The studies presented above use a broad range of corpus-based methods, but what does their quantitative aspect bring to grammaticalization research? As pointed out at the beginning of this section, the works by Krug (2000, 2001) have quantified the marginality of modal auxiliaries in English, as well as studying their different uses. This has resulted in a clearer classification of what may be regarded as an emerging modal. Krug (2001: 309) has proposed that given the similar properties of the emerging modals under investigation, they should constitute an intermediate category on the verb-auxiliary cline. This illustrates that frequency- based approaches are particularly useful when dealing with gradual concepts, and can also help with classification. This is why chapter 5 focuses on the notion of grammaticalization as a gradual concept that can be approached by quantitative means. The aim is to have an empirical way of stating that an element is more grammaticalized than another, which can in turn also be used to classify elements as highly or lowly grammaticalized.

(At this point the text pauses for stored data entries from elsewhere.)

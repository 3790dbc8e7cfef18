pub mod types;
pub mod utils;
pub mod config;
pub mod fetcher;
pub mod parser;
pub mod relevance;
pub mod traits;
pub mod sources;
pub mod aggregator;
pub mod monitor;
pub mod digest;
pub mod notify;

pub use types::*;
pub use aggregator::aggregate;
pub use config::{Settings, SourcesConfig};
pub use fetcher::Fetcher;
pub use monitor::{Monitor, ScanReport};
pub use notify::{Notifier, NotifierMux};
pub use relevance::Relevance;
pub use sources::{FeedAdapter, PageAdapter, PageStrategy};
pub use traits::SourceAdapter;
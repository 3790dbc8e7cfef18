use super::Notifier;
use crate::config::SlackSettings;
use crate::digest;
use crate::types::{Item, MonitorError, Result};
use async_trait::async_trait;
use reqwest::Client;
use tracing::debug;

pub const WEBHOOK_ENV: &str = "SLACK_WEBHOOK_URL";

/// Posts a block-kit digest to a Slack incoming webhook.
pub struct SlackNotifier {
    webhook_url: Option<String>,
    client: Client,
}

impl SlackNotifier {
    /// `client` is the scan's configured HTTP client, so webhook posts get
    /// the same timeout and user agent as source fetches.
    pub fn new(webhook_url: Option<String>, client: Client) -> Self {
        Self { webhook_url, client }
    }

    /// The `SLACK_WEBHOOK_URL` environment variable wins over the
    /// configured URL.
    pub fn from_settings(settings: &SlackSettings, client: Client) -> Self {
        let from_env = std::env::var(WEBHOOK_ENV).ok().filter(|u| !u.trim().is_empty());
        Self::new(from_env.or_else(|| settings.webhook_url.clone()), client)
    }
}

#[async_trait]
impl Notifier for SlackNotifier {
    fn name(&self) -> &'static str {
        "slack"
    }

    async fn send(&self, items: &[Item]) -> Result<()> {
        let Some(url) = &self.webhook_url else {
            return Err(MonitorError::notify(self.name(), "webhook URL not configured"));
        };

        let payload = digest::slack_payload(items);
        debug!(blocks = payload["blocks"].as_array().map_or(0, |b| b.len()), "Posting Slack digest");

        let response = self.client.post(url).json(&payload).send().await?;
        let status = response.status();
        if !status.is_success() {
            return Err(MonitorError::Status {
                url: "slack webhook".to_string(),
                status: status.as_u16(),
            });
        }
        Ok(())
    }
}
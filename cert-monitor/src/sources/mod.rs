pub mod announcement_page;
pub mod rss_feed;

pub use announcement_page::{PageAdapter, PageStrategy};
pub use rss_feed::FeedAdapter;
use crate::types::{FetchConfig, MonitorError, Result, DEFAULT_USER_AGENT};
use crate::utils::url::is_valid_source_url;
use serde::de::{Deserializer, MapAccess, Visitor};
use serde::{Deserialize, Serialize};
use std::fmt;
use std::fs;
use std::marker::PhantomData;
use std::path::Path;

pub const DEFAULT_SOURCES_PATH: &str = "config/sources.yaml";
pub const DEFAULT_SETTINGS_PATH: &str = "config/settings.yaml";
pub const DEFAULT_LOOKBACK_DAYS: i64 = 7;
/// Upper bound for `lookback_days`, ten years.
pub const MAX_LOOKBACK_DAYS: i64 = 3650;

/// One RSS/Atom feed to watch.
#[derive(Debug, Clone, Deserialize, Serialize, PartialEq, Eq)]
pub struct FeedSource {
    pub url: String,
    pub name: String,
    #[serde(default)]
    pub keywords: Vec<String>,
}

/// One announcement page to watch.
#[derive(Debug, Clone, Deserialize, Serialize, PartialEq, Eq)]
pub struct PageSource {
    pub url: String,
    pub name: String,
    #[serde(default)]
    pub check_for: Vec<String>,
}

/// Provider name to sources, in the order the providers were written.
#[derive(Debug, Clone, PartialEq, Eq)]
pub struct ProviderMap<T>(pub Vec<(String, Vec<T>)>);

impl<T> Default for ProviderMap<T> {
    fn default() -> Self {
        Self(Vec::new())
    }
}

impl<T> ProviderMap<T> {
    pub fn iter(&self) -> impl Iterator<Item = (&str, &[T])> {
        self.0.iter().map(|(p, s)| (p.as_str(), s.as_slice()))
    }

    pub fn source_count(&self) -> usize {
        self.0.iter().map(|(_, s)| s.len()).sum()
    }

    pub fn is_empty(&self) -> bool {
        self.source_count() == 0
    }
}

impl<T> FromIterator<(String, Vec<T>)> for ProviderMap<T> {
    fn from_iter<I: IntoIterator<Item = (String, Vec<T>)>>(iter: I) -> Self {
        Self(iter.into_iter().collect())
    }
}

impl<'de, T: Deserialize<'de>> Deserialize<'de> for ProviderMap<T> {
    fn deserialize<D: Deserializer<'de>>(deserializer: D) -> std::result::Result<Self, D::Error> {
        struct ProviderMapVisitor<T>(PhantomData<T>);

        impl<'de, T: Deserialize<'de>> Visitor<'de> for ProviderMapVisitor<T> {
            type Value = ProviderMap<T>;

            fn expecting(&self, f: &mut fmt::Formatter) -> fmt::Result {
                f.write_str("a mapping from provider name to a list of sources")
            }

            fn visit_unit<E>(self) -> std::result::Result<Self::Value, E> {
                Ok(ProviderMap::default())
            }

            fn visit_map<A: MapAccess<'de>>(self, mut map: A) -> std::result::Result<Self::Value, A::Error> {
                let mut entries = Vec::with_capacity(map.size_hint().unwrap_or(0));
                while let Some((provider, sources)) = map.next_entry::<String, Option<Vec<T>>>()? {
                    entries.push((provider, sources.unwrap_or_default()));
                }
                Ok(ProviderMap(entries))
            }
        }

        deserializer.deserialize_any(ProviderMapVisitor(PhantomData))
    }
}

/// Contents of `sources.yaml`.
#[derive(Debug, Clone, Default, Deserialize)]
pub struct SourcesConfig {
    #[serde(default)]
    pub rss_feeds: ProviderMap<FeedSource>,
    #[serde(default)]
    pub announcement_pages: ProviderMap<PageSource>,
}

impl SourcesConfig {
    pub fn is_empty(&self) -> bool {
        self.rss_feeds.is_empty() && self.announcement_pages.is_empty()
    }

    /// Every configured URL must be an absolute http(s) URL.
    pub fn validate(&self) -> std::result::Result<(), String> {
        let feed_urls = self.rss_feeds.iter().flat_map(|(p, s)| s.iter().map(move |f| (p, &f.url)));
        let page_urls = self
            .announcement_pages
            .iter()
            .flat_map(|(p, s)| s.iter().map(move |pg| (p, &pg.url)));

        for (provider, url) in feed_urls.chain(page_urls) {
            if !is_valid_source_url(url) {
                return Err(format!("provider '{}' has invalid source URL '{}'", provider, url));
            }
        }
        Ok(())
    }
}

#[derive(Debug, Clone, Default, Deserialize)]
pub struct Filters {
    #[serde(default)]
    pub min_relevance: u8,
}

#[derive(Debug, Clone, Deserialize)]
pub struct HttpSettings {
    #[serde(default = "default_timeout_seconds")]
    pub timeout_seconds: u64,
    #[serde(default = "default_user_agent")]
    pub user_agent: String,
}

impl Default for HttpSettings {
    fn default() -> Self {
        Self {
            timeout_seconds: default_timeout_seconds(),
            user_agent: default_user_agent(),
        }
    }
}

fn default_timeout_seconds() -> u64 {
    30
}

fn default_user_agent() -> String {
    DEFAULT_USER_AGENT.to_string()
}

fn default_lookback_days() -> i64 {
    DEFAULT_LOOKBACK_DAYS
}

fn default_smtp_port() -> u16 {
    587
}

#[derive(Debug, Clone, Default, Deserialize)]
pub struct EmailSettings {
    #[serde(default)]
    pub enabled: bool,
    #[serde(default)]
    pub smtp_server: String,
    #[serde(default = "default_smtp_port")]
    pub smtp_port: u16,
    #[serde(default)]
    pub from_email: String,
    #[serde(default)]
    pub to_emails: Vec<String>,
}

#[derive(Debug, Clone, Default, Deserialize)]
pub struct SlackSettings {
    #[serde(default)]
    pub enabled: bool,
    #[serde(default)]
    pub webhook_url: Option<String>,
}

#[derive(Debug, Clone, Default, Deserialize)]
pub struct NotificationSettings {
    #[serde(default)]
    pub email: EmailSettings,
    #[serde(default)]
    pub slack: SlackSettings,
}

/// Contents of `settings.yaml`.
#[derive(Debug, Clone, Deserialize)]
pub struct Settings {
    #[serde(default = "default_lookback_days")]
    pub lookback_days: i64,
    #[serde(default)]
    pub filters: Filters,
    #[serde(default)]
    pub http: HttpSettings,
    #[serde(default)]
    pub notification: NotificationSettings,
}

impl Default for Settings {
    fn default() -> Self {
        Self {
            lookback_days: DEFAULT_LOOKBACK_DAYS,
            filters: Filters::default(),
            http: HttpSettings::default(),
            notification: NotificationSettings::default(),
        }
    }
}

impl Settings {
    pub fn fetch_config(&self) -> FetchConfig {
        FetchConfig {
            user_agent: self.http.user_agent.clone(),
            timeout_seconds: self.http.timeout_seconds,
            ..FetchConfig::default()
        }
    }
}

pub fn parse_sources(content: &str, origin: &str) -> Result<SourcesConfig> {
    // An empty document deserializes as unit, which we treat as "no sources".
    if content.trim().is_empty() {
        return Ok(SourcesConfig::default());
    }
    let sources: SourcesConfig =
        serde_yaml::from_str(content).map_err(|e| MonitorError::config(origin, e.to_string()))?;
    sources.validate().map_err(|msg| MonitorError::config(origin, msg))?;
    Ok(sources)
}

pub fn parse_settings(content: &str, origin: &str) -> Result<Settings> {
    if content.trim().is_empty() {
        return Ok(Settings::default());
    }
    let settings: Settings =
        serde_yaml::from_str(content).map_err(|e| MonitorError::config(origin, e.to_string()))?;
    if settings.lookback_days < 0 {
        return Err(MonitorError::config(origin, "lookback_days must not be negative"));
    }
    if settings.lookback_days > MAX_LOOKBACK_DAYS {
        return Err(MonitorError::config(
            origin,
            format!("lookback_days must be at most {}", MAX_LOOKBACK_DAYS),
        ));
    }
    Ok(settings)
}

pub fn load_sources(path: &Path) -> Result<SourcesConfig> {
    let content = read_config(path)?;
    parse_sources(&content, &path.display().to_string())
}

pub fn load_settings(path: &Path) -> Result<Settings> {
    let content = read_config(path)?;
    parse_settings(&content, &path.display().to_string())
}

fn read_config(path: &Path) -> Result<String> {
    fs::read_to_string(path).map_err(|e| MonitorError::config(path.display().to_string(), e.to_string()))
}

#[cfg(test)]
mod tests {
    use super::*;

    #[test]
    fn provider_order_is_preserved() {
        let yaml = r#"
rss_feeds:
  kubernetes:
    - url: https://kubernetes.io/feed.xml
      name: Kubernetes Blog
      keywords: [CKA]
  aws:
    - url: https://aws.amazon.com/blogs/training-and-certification/feed/
      name: AWS T&C
announcement_pages:
  azure:
"#;
        let sources = parse_sources(yaml, "inline").unwrap();
        let providers: Vec<&str> = sources.rss_feeds.iter().map(|(p, _)| p).collect();
        assert_eq!(providers, vec!["kubernetes", "aws"]);
        assert!(sources.rss_feeds.0[1].1[0].keywords.is_empty());
        assert_eq!(sources.announcement_pages.source_count(), 0);
    }

    #[test]
    fn settings_defaults_apply() {
        let settings = parse_settings("filters:\n  min_relevance: 40\n", "inline").unwrap();
        assert_eq!(settings.lookback_days, 7);
        assert_eq!(settings.filters.min_relevance, 40);
        assert_eq!(settings.http.timeout_seconds, 30);
        assert!(!settings.notification.email.enabled);
    }
}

The use of large datasets is also a common feature of many of the studies mentioned in this section. Since the term large is somewhat subjective, it should be clarified that in the present case, it is used to describe datasets that could not be fully analysed manually and require automated means to be investigated. This type of data is particularly useful when testing general hypotheses regarding grammaticalization. Generalizations tend to be a delicate matter, since it is often easy to find counter-examples. Linguists sometimes use the term regularities instead (e.g. Traugott and Dasher 2001: 81-88, Diewald and Smirnova 2010). Testing generalizations is, to a large extent, testing whether they hold true for a large number of elements, and whether exceptions are in fact rather marginal. An example discussed previously was the investigation of the asymmetric priming hypothesis (section 2.4). Another example is the parallel reduction hypothesis (Bybee et al. 1994) which states that phonological reduction tends to occur in parallel to semantic reduction. Rhee (2003) was able to provide support for this hypothesis by using quantitative measurements of semantic generality, phonological reduction and grammaticalization (where degrees of grammaticalization were approximated by token frequency) for a set of 80 common English prepositions. This constitutes a larger set of elements than what could be dealt with using more qualitative means and is a more robust way to test generalizations such as the parallel reduction hypothesis (although this particular study tested this hypothesis on prepositions

exclusively). The present dissertation attempts to take a step in this direction with the hypothesized unidirectionality of grammaticalization (section 2.4) in chapter 6.

Most of the corpus-based studies discussed in this section use token frequency and patterns of collocations to investigate grammatical change, which further motivates the use of such variables in the present dissertation. In addition, many of these studies have investigated links between other quantifiable variables and grammatical change, which shows that having a quantitative measure of grammaticalization could facilitate such investigations. The next chapter illustrates how the links between the variables in the subsequent studies can be established by statistical means. The main methodological tools used in the dissertation are introduced, as well as the corpora from which the data has been retrieved. The main objective of the following chapter is to explain how the variables introduced in the present chapter are used to compute a grammaticalization score.